I’m trying to create an initial model for my regression but I don’t want the coefficient for Item5 showing up, just the rest of them and Item5_1, Item5_2, etc since it’s already encoded. I also have to follow the K-1 rule and create a dummy variable for the number of categories in the categorical variables I pick. How can I adjust the code to not give Item5 and instead Item5_1, Item5_2, etc?
categorical_variables <- c(
"City", "State", "County", "Zip", "Area", "Timezone", "Job", "Marital",
"Gender", "ReAdmis", "Soft_drink", "Initial_admin", "HighBlood", "Stroke",
"Complication_risk", "Overweight", "Arthritis", "Diabetes", "Hyperlipidemia",
"BackPain", "Anxiety", "Allergic_rhinitis", "Reflux_esophagitis", "Asthma",
"Services", "Item1", "Item2", "Item3", "Item4", "Item5", "Item6", "Item7", "Item8"
)
continuous_variables <- c(
"Population", "Children", "Age", "Income", "VitD_levels", "Doc_visits",
"Full_meals_eaten", "VitD_supp", "Initial_days", "TotalCharge", "Additional_charges"
)
I then ran anova test and only included variables that are statistically significant, p-value <0.05
Continuous variables
continuous_variables <- c("Children", "VitD_levels", "VitD_supp", "Income") # Included "Income"
Categorical Variables
categorical_variables <- c("Item5" , "HighBlood")

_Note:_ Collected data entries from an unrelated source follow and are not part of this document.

//! Coordination Client Error Hierarchy
//!
//! Errors are grouped by the layer that raises them: the session/transport
//! layer, node-level rejections reported by the ensemble, and payload codecs.
//! Reads are retried internally after transport loss; anything that reaches the caller
//! is one of these typed failures.

use std::time::Duration;

use config::ConfigError;

#[doc(hidden)]
pub type Result<T> = std::result::Result<T, Error>;

#[derive(Debug, thiserror::Error)]
pub enum Error {
    /// Session establishment, transport and session lifecycle failures
    #[error(transparent)]
    Connection(#[from] ConnectionError),

    /// Node-level rejections reported by the ensemble
    #[error(transparent)]
    Node(#[from] NodeError),

    /// Payload serialization failures
    #[error(transparent)]
    Codec(#[from] CodecError),

    /// A wire operation did not complete within the configured operation timeout
    #[error("Operation {op} timed out after {timeout:?}")]
    OperationTimeout { op: &'static str, timeout: Duration },

    /// Client configuration loading or validation failures
    #[error(transparent)]
    Config(#[from] ConfigError),

    /// Unrecoverable failures
    #[error("Fatal error: {0}")]
    Fatal(String),
}

#[derive(Debug, thiserror::Error)]
pub enum ConnectionError {
    /// A member accepted the transport but no session was established in time
    #[error("Connect timed out after {0:?}")]
    ConnectTimeout(Duration),

    /// No ensemble member could be reached during the connect window
    #[error("Ensemble unreachable, tried {endpoints:?}")]
    EnsembleUnreachable { endpoints: Vec<String> },

    /// The session is gone; a fresh connect is required
    #[error("Session 0x{session_id:x} expired")]
    SessionExpired { session_id: i64 },

    /// The client was closed by the caller
    #[error("Session closed")]
    Closed,

    /// The member answered its health probe with a not-serving status
    #[error("Ensemble member {endpoint} is not serving")]
    NotServing { endpoint: String },

    /// Malformed ensemble endpoint
    #[error("Invalid endpoint: {0}")]
    InvalidEndpoint(String),

    /// gRPC transport layer errors
    #[error(transparent)]
    Transport(#[from] Box<tonic::transport::Error>),

    /// gRPC status code errors
    #[error(transparent)]
    Rpc(#[from] Box<tonic::Status>),

    /// Reply did not carry the correlation id of its request
    #[error("Reply xid {got} does not match request xid {expected}")]
    XidMismatch { expected: i32, got: i32 },

    /// The transport failed after a write was sent; it may or may not have
    /// been applied
    #[error("Connection lost during {op}, outcome unknown")]
    ConnectionLoss { op: &'static str },
}

#[derive(Debug, thiserror::Error)]
pub enum NodeError {
    #[error("Node {path} already exists")]
    NodeExists { path: String },

    #[error("Node {path} does not exist")]
    NoNode { path: String },

    #[error("Parent of {path} does not exist")]
    NoParent { path: String },

    #[error("Node {path} has children")]
    NotEmpty { path: String },

    #[error("Version conflict on {path}: expected version {expected}")]
    VersionConflict { path: String, expected: i32 },

    #[error("Ephemeral node cannot have children: {path}")]
    NoChildrenForEphemerals { path: String },

    #[error("Invalid path {path:?}: {reason}")]
    InvalidPath { path: String, reason: &'static str },
}

#[derive(Debug, thiserror::Error)]
pub enum CodecError {
    #[error(transparent)]
    Decode(#[from] DecodeError),

    #[error("Encode failed: {0}")]
    Encode(String),
}

/// Payload could not be decoded with the configured codec
#[derive(Debug, Clone, PartialEq, Eq, thiserror::Error)]
pub enum DecodeError {
    #[error("Empty payload")]
    Empty,

    /// Header missing or unknown, typically a value written by another tool
    #[error("invalid stream header: {found}")]
    InvalidHeader { found: String },

    /// Payload carries the header of another codec
    #[error("Payload format mismatch: expected {expected}, found {found}")]
    FormatMismatch {
        expected: &'static str,
        found: &'static str,
    },

    #[error("Unsupported {format} format version {version}")]
    UnsupportedVersion { format: &'static str, version: u8 },

    #[error("Malformed {format} payload: {reason}")]
    Malformed { format: &'static str, reason: String },
}

impl From<DecodeError> for Error {
    fn from(e: DecodeError) -> Self {
        Error::Codec(CodecError::Decode(e))
    }
}

impl From<tonic::Status> for Error {
    fn from(status: tonic::Status) -> Self {
        Error::Connection(ConnectionError::Rpc(Box::new(status)))
    }
}

impl From<tonic::transport::Error> for Error {
    fn from(e: tonic::transport::Error) -> Self {
        Error::Connection(ConnectionError::Transport(Box::new(e)))
    }
}

impl Error {
    pub fn is_connection_loss(&self) -> bool {
        matches!(self, Error::Connection(ConnectionError::ConnectionLoss { .. }))
    }

    /// The session can no longer serve requests
    pub fn is_session_expired(&self) -> bool {
        matches!(self, Error::Connection(ConnectionError::SessionExpired { .. }))
    }

    pub fn is_no_node(&self) -> bool {
        matches!(self, Error::Node(NodeError::NoNode { .. }))
    }

    pub fn is_node_exists(&self) -> bool {
        matches!(self, Error::Node(NodeError::NodeExists { .. }))
    }

    pub fn is_version_conflict(&self) -> bool {
        matches!(self, Error::Node(NodeError::VersionConflict { .. }))
    }
}
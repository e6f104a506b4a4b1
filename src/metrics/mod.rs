//! Prometheus exposition of client metrics.
//!
//! Node operations are instrumented with `autometrics` against the crate API
//! objective; this module only renders what has been collected.

use autometrics::prometheus_exporter;

/// Export metrics for Prometheus to scrape
pub fn encode_metrics() -> String {
    let autometrics_response = prometheus_exporter::encode_http_response();
    autometrics_response.into_body()
}
use std::time::Duration;

use super::ZkClient;
use crate::Codec;
use crate::CodecKind;
use crate::CoordConfig;
use crate::EnsembleConfig;
use crate::NodeCodec;
use crate::ReconnectPolicy;
use crate::Result;

pub struct ClientBuilder {
    config: CoordConfig,
}

impl ClientBuilder {
    /// Create a new builder with default config and specified endpoints
    pub fn new(endpoints: Vec<String>) -> Self {
        Self {
            config: CoordConfig {
                ensemble: EnsembleConfig { endpoints },
                ..CoordConfig::default()
            },
        }
    }

    /// Create a builder from a `host:port,host:port` connect string
    pub fn from_connect_string(connect_string: &str) -> Self {
        Self {
            config: CoordConfig {
                ensemble: EnsembleConfig::from_connect_string(connect_string),
                ..CoordConfig::default()
            },
        }
    }

    /// Requested session timeout (default: 30s); the ensemble negotiates the final value
    pub fn session_timeout(
        mut self,
        timeout: Duration,
    ) -> Self {
        self.config.session.session_timeout_ms = duration_ms(timeout);
        self
    }

    /// Budget for establishing the first session (default: 15s)
    pub fn connect_timeout(
        mut self,
        timeout: Duration,
    ) -> Self {
        self.config.session.connect_timeout_ms = duration_ms(timeout);
        self
    }

    /// Deadline of every node operation, retries included (default: 10s)
    pub fn operation_timeout(
        mut self,
        timeout: Duration,
    ) -> Self {
        self.config.session.operation_timeout_ms = duration_ms(timeout);
        self
    }

    /// Payload codec of [`build`](ClientBuilder::build) (default: binary)
    pub fn codec(
        mut self,
        codec: CodecKind,
    ) -> Self {
        self.config.codec = codec;
        self
    }

    /// Enable/disable compression (default: disabled)
    pub fn enable_compression(
        mut self,
        enable: bool,
    ) -> Self {
        self.config.network.enable_compression = enable;
        self
    }

    /// Probe member health before opening a session on it (default: enabled)
    pub fn health_check(
        mut self,
        enable: bool,
    ) -> Self {
        self.config.network.health_check = enable;
        self
    }

    pub fn reconnect_policy(
        mut self,
        policy: ReconnectPolicy,
    ) -> Self {
        self.config.retry = policy;
        self
    }

    /// Completely replaces the default configuration
    ///
    /// # Warning: Configuration Override
    /// This will discard all previous settings configured through individual
    /// methods like [`session_timeout`](ClientBuilder::session_timeout) or
    /// [`codec`](ClientBuilder::codec). The builder endpoints are kept only
    /// when `config` names none.
    ///
    /// # Example: Full Configuration
    /// ```ignore
    /// use zkcoord::{ClientBuilder, CoordConfig};
    ///
    /// let config = CoordConfig::new()?;
    /// let client = ClientBuilder::new(vec!["127.0.0.1:2181".into()])
    ///     .set_config(config)
    ///     .build()
    ///     .await?;
    /// ```
    pub fn set_config(
        mut self,
        mut config: CoordConfig,
    ) -> Self {
        if config.ensemble.endpoints.is_empty() {
            config.ensemble = std::mem::take(&mut self.config.ensemble);
        }
        self.config = config;
        self
    }

    /// Build the client with the codec named by the configuration
    pub async fn build(self) -> Result<ZkClient> {
        let codec = Codec::from(self.config.codec);
        self.build_with_codec(codec).await
    }

    /// Build the client with a custom codec
    pub async fn build_with_codec<C: NodeCodec>(
        self,
        codec: C,
    ) -> Result<ZkClient<C>> {
        let config = self.config.validate()?;
        ZkClient::connect(config, codec).await
    }
}

fn duration_ms(d: Duration) -> u64 {
    u64::try_from(d.as_millis()).unwrap_or(u64::MAX)
}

Combine the lists of variables
variables_to_keep <- c(continuous_variables, categorical_variables)
Subset the dataframe to only include these variables
medical_data <- medical_data[, variables_to_keep]

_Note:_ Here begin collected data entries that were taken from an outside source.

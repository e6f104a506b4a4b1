//! Permanent data, child and state listeners.
//!
//! - [`DataListener`], [`ChildListener`], [`StateListener`] - callback traits
//! - the registry turning one-shot server watches into permanent listeners
//!   lives in `registry.rs`

mod listener;
mod registry;

pub use listener::*;
pub use registry::*;
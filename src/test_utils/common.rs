use std::time::Duration;

use crate::ClientBuilder;
use crate::ReconnectPolicy;

static LOGGER_INIT: once_cell::sync::Lazy<()> = once_cell::sync::Lazy::new(|| {
    env_logger::init();
});

pub fn enable_logger() {
    *LOGGER_INIT;
    println!("setup logger for unit test.");
}

/// Builder with deadlines short enough for failover and expiry tests.
pub(crate) fn fast_builder(endpoints: Vec<String>) -> ClientBuilder {
    ClientBuilder::new(endpoints)
        .session_timeout(Duration::from_millis(1500))
        .connect_timeout(Duration::from_secs(2))
        .operation_timeout(Duration::from_secs(2))
        .reconnect_policy(ReconnectPolicy {
            base_delay_ms: 10,
            max_delay_ms: 100,
        })
}

/// Polls `check` every 10ms until it holds or `within` elapses.
pub(crate) async fn eventually<F>(
    within: Duration,
    mut check: F,
) -> bool
where
    F: FnMut() -> bool,
{
    let deadline = tokio::time::Instant::now() + within;
    loop {
        if check() {
            return true;
        }
        if tokio::time::Instant::now() >= deadline {
            return false;
        }
        tokio::time::sleep(Duration::from_millis(10)).await;
    }
}
impl WatchRegistry {
    /// Creates the registry and spawns its dispatcher on `notify_rx`.
    pub(crate) fn new(
        rearm: Arc<dyn WatchRearm>,
        notify_tx: mpsc::UnboundedSender<Notification>,
        notify_rx: mpsc::UnboundedReceiver<Notification>,
    ) -> Self {
        let inner = Arc::new(RegistryInner {
            registrations: DashMap::new(),
            state_listeners: RwLock::new(Vec::new()),
            rearm,
            next_id: AtomicU64::new(1),
            shutdown: CancellationToken::new(),
        });
        tokio::spawn(run_dispatcher(inner.clone(), notify_rx));
        Self { inner, notify_tx }
    }

    /// Sender feeding the dispatcher, handed to connection managers.
    pub(crate) fn sender(&self) -> mpsc::UnboundedSender<Notification> {
        self.notify_tx.clone()
    }

    pub(crate) fn notify(
        &self,
        notification: Notification,
    ) {
        let _ = self.notify_tx.send(notification);
    }

    /// Adds `listener` to the registration of (path, kind), arming it if new.
    pub(crate) async fn subscribe(
        &self,
        path: &str,
        kind: ListenerKind,
        listener: Listener,
    ) -> Result<ListenerId> {
        let id = self.inner.next_listener_id();
        // The listener joins while the shard is locked, so a concurrent
        // unsubscribe_listener cannot drop the registration underneath it.
        let registration = {
            let entry = self
                .inner
                .registrations
                .entry((path.to_string(), kind))
                .or_insert_with(|| Arc::new(Registration::new(path, kind)));
            entry.listeners.write().push((id, listener));
            entry.clone()
        };

        let mut state = registration.state.lock().await;
        if *state == RegistrationState::Disarmed {
            match self.inner.arm(&registration).await {
                Ok((watch, _)) => {
                    *state = RegistrationState::Armed(watch);
                    debug!(path, ?kind, ?watch, "watch registration armed");
                }
                Err(e) => {
                    drop(state);
                    self.unsubscribe_listener(path, kind, id);
                    return Err(e);
                }
            }
        }
        Ok(id)
    }

    /// Drops the whole registration of (path, kind). Idempotent.
    pub(crate) fn unsubscribe(
        &self,
        path: &str,
        kind: ListenerKind,
    ) -> bool {
        let removed = self.inner.registrations.remove(&(path.to_string(), kind)).is_some();
        if removed {
            debug!(path, ?kind, "watch registration removed");
        }
        removed
    }

    /// Removes one listener; the registration goes away with its last listener.
    pub(crate) fn unsubscribe_listener(
        &self,
        path: &str,
        kind: ListenerKind,
        id: ListenerId,
    ) -> bool {
        let key = (path.to_string(), kind);
        let (removed, now_empty) = match self.inner.registrations.get(&key) {
            Some(registration) => {
                let mut listeners = registration.listeners.write();
                let before = listeners.len();
                listeners.retain(|(listener_id, _)| *listener_id != id);
                (listeners.len() != before, listeners.is_empty())
            }
            None => return false,
        };
        if now_empty {
            self.inner
                .registrations
                .remove_if(&key, |_, registration| registration.listeners.read().is_empty());
        }
        removed
    }

    pub(crate) fn unsubscribe_all(&self) {
        self.inner.registrations.clear();
        self.inner.state_listeners.write().clear();
    }

    pub(crate) fn subscribe_state_changes(
        &self,
        listener: Arc<dyn StateListener>,
    ) -> ListenerId {
        let id = self.inner.next_listener_id();
        self.inner.state_listeners.write().push((id, listener));
        id
    }

    pub(crate) fn unsubscribe_state_changes(
        &self,
        id: ListenerId,
    ) -> bool {
        let mut listeners = self.inner.state_listeners.write();
        let before = listeners.len();
        listeners.retain(|(listener_id, _)| *listener_id != id);
        listeners.len() != before
    }

    pub(crate) async fn registration_state(
        &self,
        path: &str,
        kind: ListenerKind,
    ) -> Option<RegistrationState> {
        let registration = self.inner.registrations.get(&(path.to_string(), kind))?.clone();
        let state = *registration.state.lock().await;
        Some(state)
    }

    pub(crate) fn listener_count(
        &self,
        path: &str,
        kind: ListenerKind,
    ) -> usize {
        self.inner
            .registrations
            .get(&(path.to_string(), kind))
            .map(|r| r.listeners.read().len())
            .unwrap_or(0)
    }

    /// Stops dispatching. A callback already running completes; no new ones start.
    pub(crate) fn shutdown(&self) {
        self.inner.shutdown.cancel();
    }
}

impl Drop for WatchRegistry {
    fn drop(&mut self) {
        self.inner.shutdown.cancel();
    }
}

Using these variables as dummy variables because they have 2 or more categories for their data
Create dummy variables for the categorical variables K-1 rule
Would just include 1 dummy variable since ‘HighBlood’ has 2 categories. HighbloodYes would be in the model
medical_data_with_dummies <- dummy_cols(medical_data, select_columns = c("Item5", "Reflux_esophagitis"))
Replacing a variable with over 3 unique categories with one with a relatively low p-value
Extract the names of the dummy variables created, excluding the original variables
categorical_dummy_variables <- setdiff(names(medical_data_with_dummies), names(medical_data))

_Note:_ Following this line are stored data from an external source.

use std::time::Duration;

use config::ConfigError;
use serde::Deserialize;
use serde::Serialize;

use crate::Error;
use crate::Result;

/// Transport parameters of the channel to an ensemble member
#[derive(Debug, Serialize, Deserialize, Clone)]
pub struct NetworkConfig {
    /// TCP connect timeout of a single dial in milliseconds
    #[serde(default = "default_dial_timeout")]
    pub dial_timeout_in_ms: u64,

    /// TCP keepalive in seconds
    #[serde(default = "default_tcp_keepalive")]
    pub tcp_keepalive_in_secs: u64,

    /// HTTP2 keepalive ping interval in seconds
    #[serde(default = "default_h2_keepalive_interval")]
    pub http2_keep_alive_interval_in_secs: u64,

    /// HTTP2 keepalive timeout in seconds
    #[serde(default = "default_h2_keepalive_timeout")]
    pub http2_keep_alive_timeout_in_secs: u64,

    /// Gzip request and response bodies
    #[serde(default)]
    pub enable_compression: bool,

    /// Probe the gRPC health service of a member before opening a session on it
    #[serde(default = "default_health_check")]
    pub health_check: bool,
}

impl Default for NetworkConfig {
    fn default() -> Self {
        Self {
            dial_timeout_in_ms: default_dial_timeout(),
            tcp_keepalive_in_secs: default_tcp_keepalive(),
            http2_keep_alive_interval_in_secs: default_h2_keepalive_interval(),
            http2_keep_alive_timeout_in_secs: default_h2_keepalive_timeout(),
            enable_compression: false,
            health_check: default_health_check(),
        }
    }
}

impl NetworkConfig {
    pub fn dial_timeout(&self) -> Duration {
        Duration::from_millis(self.dial_timeout_in_ms)
    }

    pub fn validate(&self) -> Result<()> {
        if self.dial_timeout_in_ms == 0 {
            return Err(Error::Config(ConfigError::Message(
                "network.dial_timeout_in_ms must be > 0".into(),
            )));
        }

        if self.http2_keep_alive_timeout_in_secs >= self.http2_keep_alive_interval_in_secs {
            return Err(Error::Config(ConfigError::Message(format!(
                "keepalive timeout {}s must be < interval {}s",
                self.http2_keep_alive_timeout_in_secs, self.http2_keep_alive_interval_in_secs
            ))));
        }
        Ok(())
    }
}

fn default_dial_timeout() -> u64 {
    1000
}
fn default_tcp_keepalive() -> u64 {
    300
}
fn default_h2_keepalive_interval() -> u64 {
    60
}
fn default_h2_keepalive_timeout() -> u64 {
    20
}
fn default_health_check() -> bool {
    true
}
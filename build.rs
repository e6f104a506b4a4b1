fn main() -> Result<(), Box<dyn std::error::Error>> {
    tonic_build::configure()
        .bytes(["."])
        .compile_protos(&["proto/coord_service.proto"], &["proto"])
        .unwrap_or_else(|e| panic!("protobuf compile error: {e}"));

    Ok(())
}
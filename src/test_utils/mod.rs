//! Shared components for unit tests: logger setup and an in-process ensemble
//! serving the coordination service on local ports.
mod common;
mod mock_ensemble;

pub use common::*;
pub use mock_ensemble::*;
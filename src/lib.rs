//! # zkcoord
//!
//! A session-aware coordination client for ZooKeeper-style ensembles.
//!
//! ## Features
//! - **Sessions**: one logical session survives transport failover between ensemble members
//! - **Nodes**: typed create/read/write/delete of persistent, ephemeral and sequential nodes
//! - **Watches**: permanent data/child listeners built on one-shot server watches
//! - **Codecs**: pluggable payload encoding with header validation
//!
//! ## Quick Start
//! ```ignore
//! use zkcoord::{CreateMode, ZkClient};
//!
//! let client = ZkClient::builder(vec!["127.0.0.1:2181".into()])
//!     .session_timeout(Duration::from_secs(30))
//!     .build()
//!     .await?;
//!
//! client.create("/app", &"v1".to_string(), CreateMode::Persistent).await?;
//! let (value, stat): (String, _) = client.read_data("/app").await?;
//! client.close().await?;
//! ```

mod client;
mod codec;
mod config;
mod connection;
mod constants;
mod errors;
mod metrics;
mod node;
mod watch;

pub mod proto;

pub use client::*;
pub use codec::*;
pub use crate::config::*;
pub use connection::*;
pub use errors::*;
pub use metrics::*;
pub use node::*;
pub use watch::*;

//-----------------------------------------------------------
// Test utils

#[cfg(test)]
pub(crate) mod test_utils;

//-----------------------------------------------------------
// Autometrics
/// autometrics: https://docs.autometrics.dev/rust/adding-alerts-and-slos
use autometrics::objectives::Objective;
use autometrics::objectives::ObjectiveLatency;
use autometrics::objectives::ObjectivePercentile;
const API_SLO: Objective = Objective::new("api")
    .success_rate(ObjectivePercentile::P99_9)
    .latency(ObjectiveLatency::Ms100, ObjectivePercentile::P99);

Now that categorical data has been converted to dummy variables, I can output cleaned data for submission
Made file path for the CSV file
file_path <- "/Users/name/Desktop/medical_clean_forReview.csv"
Filter out dummy variables that only have 1 factor level
Remove columns with only one unique value (dummies with 1 level), to ensure easy analysis
medical_data_with_dummies <- medical_data_with_dummies[, sapply(medical_data_with_dummies, function(x) length(unique(x)) != 1)]
Assuming ‘medical_data_with_dummies’ is your dataframe and it’s already in your R environment
write.csv(medical_data_with_dummies, file = file_path, row.names = FALSE)
Create an initial multiple linear regression model
model <- lm(Income ~ ., data = medical_data_with_dummies)
I tried to remove Item5 from
categorical_variables <- c("Item5" , "HighBlood")
but when I ran
medical_data_with_dummies <- dummy_cols(medical_data, select_columns = c("Item5", "Reflux_esophagitis"))
It says:
Error in dummy_cols(medical_data, select_columns = c("Item5", "Reflux_esophagitis")) :
select_columns is/are not in data. Please check data and spelling.